One such question was what needs to be changed to achieve gender equality globally. This got me thinking further about how the issue could be better addressed at the political and policymaking level to ensure a sustainable future, as climate change is today.
Firstly, we should require more of our government leaders to make gender equality a key part of their platforms. While equality tends to get overlooked in sustainability discussions (the predominant focus on the “E” in ESG criteria over the S or G is illustrative of this), world leaders hold a large platform that can raise the voices of women across numerous audiences.
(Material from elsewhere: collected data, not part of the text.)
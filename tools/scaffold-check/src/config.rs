use std::io;
use std::path::{Path, PathBuf};

/// Subdirectory holding the extension scaffold, relative to the root dir.
pub const PROJECT_DIR: &str = "AiderVSExtension";

/// Environment variable that turns on per-check timing on stderr.
pub const TIMING_ENV: &str = "SCAFFOLD_CHECK_TIMING";

pub struct ValidatorConfig {
    pub root_dir: PathBuf,
    pub project_dir: PathBuf,
    pub timing: bool,
    /// Allow ANSI colors. They are still dropped when stdout is not a color terminal.
    pub color: bool,
}

impl ValidatorConfig {
    pub fn from_root(root: &Path) -> Self {
        Self {
            root_dir: root.to_path_buf(),
            project_dir: PathBuf::from(PROJECT_DIR),
            timing: std::env::var_os(TIMING_ENV).is_some(),
            color: true,
        }
    }

    /// Resolve against the current working directory, like the script it replaces.
    pub fn current() -> io::Result<Self> {
        let root = std::env::current_dir()?;
        Ok(Self::from_root(&root))
    }

    /// Path of a scaffold file, relative to `root_dir`.
    pub fn project_path(&self, rel: &str) -> PathBuf {
        self.project_dir.join(rel)
    }

    pub fn resolve(&self, target: &Path) -> PathBuf {
        self.root_dir.join(target)
    }
}
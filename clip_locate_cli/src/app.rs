use std::path::{Path, PathBuf};

use clap::Parser;
use log::{error, info, warn};

use clip_index_store::{ClipIndexStore, VideoId};
use clip_locator_core::{OrchestratorConfig, SegmentHasherConfig};

use crate::cli::{Cli, Command};
use crate::logging::configure_logs;
use crate::timestamp::format_timestamp;

pub const EXIT_OK: i32 = 0;
pub const EXIT_MATCH: i32 = 0;
pub const EXIT_NO_MATCH: i32 = 1;
pub const EXIT_ERROR: i32 = 2;

pub fn run_app() -> i32 {
    let cli = Cli::parse();
    configure_logs(cli.verbosity());

    match cli.command {
        Command::Index {
            cache_file,
            video_paths,
        } => run_index(&cache_file, &video_paths),
        Command::Locate {
            cache_file,
            clip_path,
            clip_rgb_path,
        } => run_locate(&cache_file, &clip_path, &clip_rgb_path),
    }
}

fn run_index(cache_file: &Path, video_paths: &[PathBuf]) -> i32 {
    let store = match ClipIndexStore::open(cache_file.to_path_buf()) {
        Ok(store) => store,
        Err(e) => {
            error!("could not open index store {}: {e}", cache_file.display());
            return EXIT_ERROR;
        }
    };

    let hasher_config = SegmentHasherConfig::default();
    let mut failures = 0usize;

    for video_path in video_paths {
        let video_id = video_id_for(video_path);
        match store.fetch_update(&video_id, video_path, hasher_config) {
            Ok(Some(_)) => info!("indexed {video_id}"),
            Ok(None) => warn!("{video_id} not found on disk; removed from the index"),
            Err(e) => {
                error!("failed to index {}: {e}", video_path.display());
                failures += 1;
            }
        }
    }

    if let Err(e) = store.save() {
        error!("failed to save index store {}: {e}", cache_file.display());
        return EXIT_ERROR;
    }

    if failures > 0 {
        EXIT_ERROR
    } else {
        EXIT_OK
    }
}

fn run_locate(cache_file: &Path, clip_path: &Path, clip_rgb_path: &Path) -> i32 {
    let store = match ClipIndexStore::open(cache_file.to_path_buf()) {
        Ok(store) => store,
        Err(e) => {
            error!("could not open index store {}: {e}", cache_file.display());
            return EXIT_ERROR;
        }
    };

    let index = store.get_all();
    if index.is_empty() {
        warn!("index store {} is empty", cache_file.display());
    }

    let config = OrchestratorConfig::default();
    match clip_locator_core::locate(clip_path, clip_rgb_path, &index, &config) {
        Ok(Some(result)) => {
            print_match(&result.video_id, result.start_frame);
            EXIT_MATCH
        }
        Ok(None) => {
            #[allow(clippy::print_stdout)]
            let () = println!("no match found for {}", clip_path.display());
            EXIT_NO_MATCH
        }
        Err(e) => {
            error!("locate failed: {e}");
            if e.is_fatal() {
                EXIT_ERROR
            } else {
                EXIT_NO_MATCH
            }
        }
    }
}

#[allow(clippy::print_stdout)]
fn print_match(video_id: &VideoId, start_frame: u64) {
    let source_path = source_video_path(video_id);
    match frame_io::VideoInfo::probe(&source_path) {
        Ok(info) => {
            let seconds = start_frame as f64 / f64::from(info.fps());
            println!(
                "match: {video_id} at frame {start_frame} ({})",
                format_timestamp(seconds)
            );
        }
        Err(_) => {
            println!("match: {video_id} at frame {start_frame}");
        }
    }
}

/// Derives a `VideoId` from a source video's path with only the extension
/// stripped, preserving the directory so that videos with the same basename
/// in different directories don't collide.
fn video_id_for(video_path: &Path) -> VideoId {
    let without_ext = video_path.with_extension("");
    VideoId::new(without_ext.to_string_lossy().into_owned())
}

fn source_video_path(video_id: &VideoId) -> PathBuf {
    PathBuf::from(video_id.as_str()).with_extension("mp4")
}

#[cfg(test)]
mod test {
    use super::*;

    #[test]
    fn video_id_preserves_the_parent_directory() {
        let id = video_id_for(Path::new("/videos/holiday_2019.mp4"));
        assert_eq!(id.as_str(), "/videos/holiday_2019");
    }

    #[test]
    fn video_id_distinguishes_same_basename_in_different_directories() {
        let a = video_id_for(Path::new("/a/clip.mp4"));
        let b = video_id_for(Path::new("/b/clip.mp4"));
        assert_ne!(a, b);
    }

    #[test]
    fn source_video_path_round_trips_through_the_mp4_convention() {
        let id = VideoId::new("/videos/holiday_2019");
        assert_eq!(
            source_video_path(&id),
            PathBuf::from("/videos/holiday_2019.mp4")
        );
    }
}
use std::path::PathBuf;

use thiserror::Error;

pub type StoreResult<T> = Result<T, IndexStoreError>;

#[derive(Error, Debug)]
pub enum IndexStoreError {
    #[error("error accessing index store file {path}: {source}")]
    CacheFileIo {
        path: PathBuf,
        source: std::io::Error,
    },

    #[error("no index entry for {0}")]
    KeyMissing(crate::VideoId),

    #[error("failed to serialize index store to {path}: {source}")]
    Serialization {
        path: PathBuf,
        source: bincode::Error,
    },

    #[error("failed to deserialize index store from {path}: {source}")]
    Deserialization {
        path: PathBuf,
        source: bincode::Error,
    },

    #[error("failed to index {video_id} from {path}: {source}")]
    Indexing {
        video_id: crate::VideoId,
        path: PathBuf,
        source: clip_locator_core::HashError,
    },
}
There are various ways leaders can do this outside the restrictions posed by pure law-making. They can award recognition of accomplished women, express public support for women’s causes or see to it that their Cabinets mirror the very societies they are governing. Both the current European Commission, led by Ursula von der Leyen, and the US Biden Administration have taken to promoting gender diversity, including the appointment of women to critically important positions such as Executive Vice President Margrethe Vestager or US Treasury Secretary Janet Yellen. This, in itself, serves as a model for other nations.
Secondly, governing bodies should find ways to positively integrate gender issues into their policy work. Laws can be shaped and interpreted in ways that require recognition of this area, even if gender equality itself cannot be “legislated” in the traditional sense.
The EU can be a great driver of this as a relatively progressive body on gender issues. The European Commission Gender Equality Strategy for 2020-25 published last week aims to bring a “gender perspective” into EU policies, noting even its twin climate and digital transition plans have a gender dimension attached. The EU Regulation establishing the Recovery and Resilience Facility – the tool for recovery from the COVID-19 pandemic – also requires EU Member States to specify how their national recovery plans foster gender equality. Both set the scene for gender to remain a core part of Europe’s sustainability dialogue.
Thirdly, international organisations linked to economic stability or development must acknowledge the effect gender imbalance has on the economy. Laws and regulations around the world have a hand in limiting women’s access to jobs and opportunities, which inevitably worsens during economic downturns.
The COVID-19 pandemic serves as a perfect example. A World Bank report issued in February concluded that the pandemic heightened women’s inherent disadvantages in health, safety and economic security. In addition to furloughs and layoffs, many women were also forced out of work due to loss of child-care support. The first woman to head the European Central Bank, Christine Lagarde, has attempted to highlight the link these disadvantages have to the economy and reshape how the institution factors in such social matters. The pushback she received for venturing into political spheres considered outside the ECB’s mandate – despite the clear implications they have for Europe’s economy – shows a pressing need to shift the mindset around social versus financial economics.
For all the talk of sustainability today, the world has a way to go before successfully addressing socioeconomic developments, including, in addition to gender, disparities growing from climate change, wealth and digitalisation. The aftermath of COVID-19, while daunting, should allow us to consider orienting recovery around social issues. In view of women’s presence in society – from business, to politics, to trade and overall leadership – recognising gender imbalance, and seeking to correct it, is an important start.